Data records
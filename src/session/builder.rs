//! Session builder for configuration

use crate::buffer::BufferManager;
use crate::result::ExpectError;
use crate::session::{spawn, Session};
use portable_pty::{native_pty_system, CommandBuilder, PtySize};
use std::ffi::OsStr;
use std::sync::Arc;
use std::time::Duration;
use tokio::sync::Mutex;

/// Default timeout for expect operations (in seconds)
const DEFAULT_TIMEOUT_SECS: u64 = 30;

/// Default maximum buffer size (in bytes)
const DEFAULT_MAX_BUFFER_SIZE: usize = 64 * 1024;

/// Default PTY rows
const DEFAULT_PTY_ROWS: u16 = 24;

/// Default PTY columns
const DEFAULT_PTY_COLS: u16 = 80;

/// Builder for configuring and spawning sessions.
///
/// # Defaults
///
/// - Timeout: 30 seconds
/// - Max buffer size: 64 KiB
/// - PTY size: 24 rows × 80 columns
///
/// # Examples
///
/// ```no_run
/// use portcfg::Session;
/// use std::time::Duration;
///
/// # fn example() -> Result<(), Box<dyn std::error::Error>> {
/// let session = Session::builder()
///     .timeout(Duration::from_secs(60))
///     .pty_size(40, 120)
///     .spawn("python3", &["config.py", "--bitstream", "1"])?;
/// # Ok(())
/// # }
/// ```
#[derive(Debug, Clone)]
pub struct SessionBuilder {
    timeout: Option<Duration>,
    max_buffer_size: usize,
    pty_size: PtySize,
}

impl Default for SessionBuilder {
    fn default() -> Self {
        Self::new()
    }
}

impl SessionBuilder {
    /// Create a new session builder with default configuration.
    pub fn new() -> Self {
        Self {
            timeout: Some(Duration::from_secs(DEFAULT_TIMEOUT_SECS)),
            max_buffer_size: DEFAULT_MAX_BUFFER_SIZE,
            pty_size: PtySize {
                rows: DEFAULT_PTY_ROWS,
                cols: DEFAULT_PTY_COLS,
                pixel_width: 0,
                pixel_height: 0,
            },
        }
    }

    /// Set the timeout for expect operations.
    ///
    /// If a pattern is not matched within this duration, `expect()` returns
    /// [`ExpectError::Timeout`].
    pub fn timeout(mut self, timeout: Duration) -> Self {
        self.timeout = Some(timeout);
        self
    }

    /// Disable timeout (wait until the pattern matches or the stream closes).
    pub fn no_timeout(mut self) -> Self {
        self.timeout = None;
        self
    }

    /// Set maximum buffer size in bytes.
    ///
    /// When unmatched output would exceed this size, the oldest third is
    /// discarded.
    pub fn max_buffer_size(mut self, size: usize) -> Self {
        self.max_buffer_size = size;
        self
    }

    /// Set PTY (terminal) size.
    pub fn pty_size(mut self, rows: u16, cols: u16) -> Self {
        self.pty_size = PtySize {
            rows,
            cols,
            pixel_width: 0,
            pixel_height: 0,
        };
        self
    }

    /// Spawn `program` with `args` and return a configured session.
    ///
    /// Arguments are passed through verbatim, so paths containing spaces
    /// need no quoting.
    ///
    /// # Errors
    ///
    /// Returns an error if:
    /// - The program name is empty
    /// - The PTY cannot be created
    /// - The process cannot be spawned
    pub fn spawn<S: AsRef<OsStr>>(self, program: &str, args: &[S]) -> Result<Session, ExpectError> {
        if program.trim().is_empty() {
            return Err(ExpectError::SpawnError("Empty command".to_string()));
        }

        let pty_system = native_pty_system();
        let pty_pair = pty_system
            .openpty(self.pty_size)
            .map_err(|e| ExpectError::PtyError(e.to_string()))?;

        let mut cmd = CommandBuilder::new(program);
        cmd.args(args);

        let child = pty_pair
            .slave
            .spawn_command(cmd)
            .map_err(|e| ExpectError::SpawnError(e.to_string()))?;

        // Only the child may hold the slave end, otherwise its exit never
        // reaches the reader as end of stream.
        drop(pty_pair.slave);

        let reader = pty_pair
            .master
            .try_clone_reader()
            .map_err(|e| ExpectError::PtyError(e.to_string()))?;

        let writer = pty_pair
            .master
            .take_writer()
            .map_err(|e| ExpectError::PtyError(e.to_string()))?;

        log::debug!("spawned {} {:?}", program, cmd_display(args));

        Ok(Session {
            _master: pty_pair.master,
            child: Some(child),
            output: spawn::spawn_reader(reader),
            master_writer: Arc::new(Mutex::new(writer)),
            buffer: BufferManager::new(self.max_buffer_size),
            timeout: self.timeout,
            eof_reached: false,
        })
    }
}

fn cmd_display<S: AsRef<OsStr>>(args: &[S]) -> Vec<String> {
    args.iter()
        .map(|a| a.as_ref().to_string_lossy().into_owned())
        .collect()
}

ABOUT THIS TASK: Return every line from the records above that holds the word "cannot".

REPLY:
    /// - The PTY cannot be created
    /// - The process cannot be spawned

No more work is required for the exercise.